(Saved entries)
use log::{debug, error, info};
use nix::libc::c_int;
use nix::sched::{clone, CloneCb};
use nix::sys::signal::{kill, Signal};
use nix::sys::wait::{waitpid, WaitStatus};
use nix::unistd::Pid;

use crate::cgroup::{CgroupConfig, SandboxCgroup};
use crate::error::SandboxError;
use crate::isolate::NamespaceConfig;
use crate::outcome::ResultRecord;
use crate::pipe::SandboxPipe;
use crate::request::ExecutionRequest;
use crate::supervisor;

const STACK_SIZE: usize = 1024 * 1024;

/// Run one sandboxed execution and return its parsed result record.
///
/// Phase one of the two-phase protocol, in host namespaces: create the
/// two pipes, clone the supervisor entry into a fresh namespace set,
/// attach the child to its resource groups, release it through the
/// readiness byte, then collect and parse the single record it writes
/// back. A record that never arrives or does not parse is a hard
/// failure of the sandbox itself, distinct from the four outcomes.
pub fn launch(request: &ExecutionRequest) -> Result<ResultRecord, SandboxError> {
  let namespaces = NamespaceConfig::new(request);
  let cgroup_config = CgroupConfig::new(request);

  let (result_reader, result_writer) = SandboxPipe::new()?.split();
  let (barrier_reader, barrier_writer) = SandboxPipe::new()?.split();

  // The closure runs in the child with a copied descriptor table, so
  // it captures raw descriptors; the parent closes its copies of the
  // child ends right after the clone.
  let result_fd = result_writer.raw();
  let barrier_fd = barrier_reader.raw();
  let inherited = [result_reader.raw(), barrier_writer.raw()];

  let mut stack = vec![0u8; STACK_SIZE];
  let child = {
    let callback: CloneCb =
      Box::new(|| supervisor::enter(request, &namespaces, result_fd, barrier_fd, &inherited));
    clone(
      callback,
      stack.as_mut_slice(),
      namespaces.clone_flags(),
      Some(Signal::SIGCHLD as c_int),
    )
    .map_err(|errno| SandboxError::spawn(format!("clone fails: {}", errno)))?
  };
  info!("Spawned isolated child process #{}.", child);
  drop(result_writer);
  drop(barrier_reader);

  let cgroup = match SandboxCgroup::new(&cgroup_config, child) {
    Ok(cgroup) => cgroup,
    Err(err) => {
      // Never let the child run unconstrained
      error!("Cgroup setup fails: {}", err);
      abort_child(child);
      return Ok(ResultRecord::runtime_error("sandbox setup failed"));
    }
  };

  if let Err(err) = barrier_writer.write_byte() {
    error!("Release child fails: {}", err);
    abort_child(child);
    return Ok(ResultRecord::runtime_error("sandbox setup failed"));
  }
  debug!("Released child process #{}.", child);

  // One record, one direction, written once
  let text = result_reader.read_to_string()?;

  reap(child);

  let usage = cgroup.usage();
  debug!(
    "Cgroup usage: {} ms cpu (user {} ms, sys {} ms), {} KB memsw peak",
    usage.time(),
    usage.time_user(),
    usage.time_sys(),
    usage.memory_swap()
  );
  drop(cgroup);

  if text.trim().is_empty() {
    return Err(SandboxError::record("supervisor wrote no result record"));
  }
  let record = serde_json::from_str::<ResultRecord>(text.trim())
    .map_err(|err| SandboxError::record(format!("malformed result record: {}", err)))?;
  info!("Recv record: {:?}", record);

  Ok(record)
}

fn abort_child(child: Pid) {
  if let Err(err) = kill(child, Signal::SIGKILL) {
    error!("Kill child process #{}. fails: {}", child, err);
  }
  reap(child);
}

fn reap(child: Pid) {
  loop {
    match waitpid(child, None) {
      Ok(WaitStatus::Exited(pid, status)) => {
        info!("Child process #{}. exited with status {}", pid, status);
        break;
      }
      Ok(WaitStatus::Signaled(pid, signal, _)) => {
        info!("Child process #{}. is signaled by {}", pid, signal);
        break;
      }
      Ok(status) => {
        debug!("Child process #{}. reported {:?}", child, status);
      }
      Err(err) => {
        error!("Wait child process #{}. fails: {}", child, err);
        break;
      }
    }
  }
}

== EXERCISE DESCRIPTION ==
Where does the word "process" occur in the records? Return every line that holds it.

== EXERCISE ANSWER ==
  info!("Spawned isolated child process #{}.", child);
  debug!("Released child process #{}.", child);
    error!("Kill child process #{}. fails: {}", child, err);
        info!("Child process #{}. exited with status {}", pid, status);
        info!("Child process #{}. is signaled by {}", pid, signal);
        debug!("Child process #{}. reported {:?}", child, status);
        error!("Wait child process #{}. fails: {}", child, err);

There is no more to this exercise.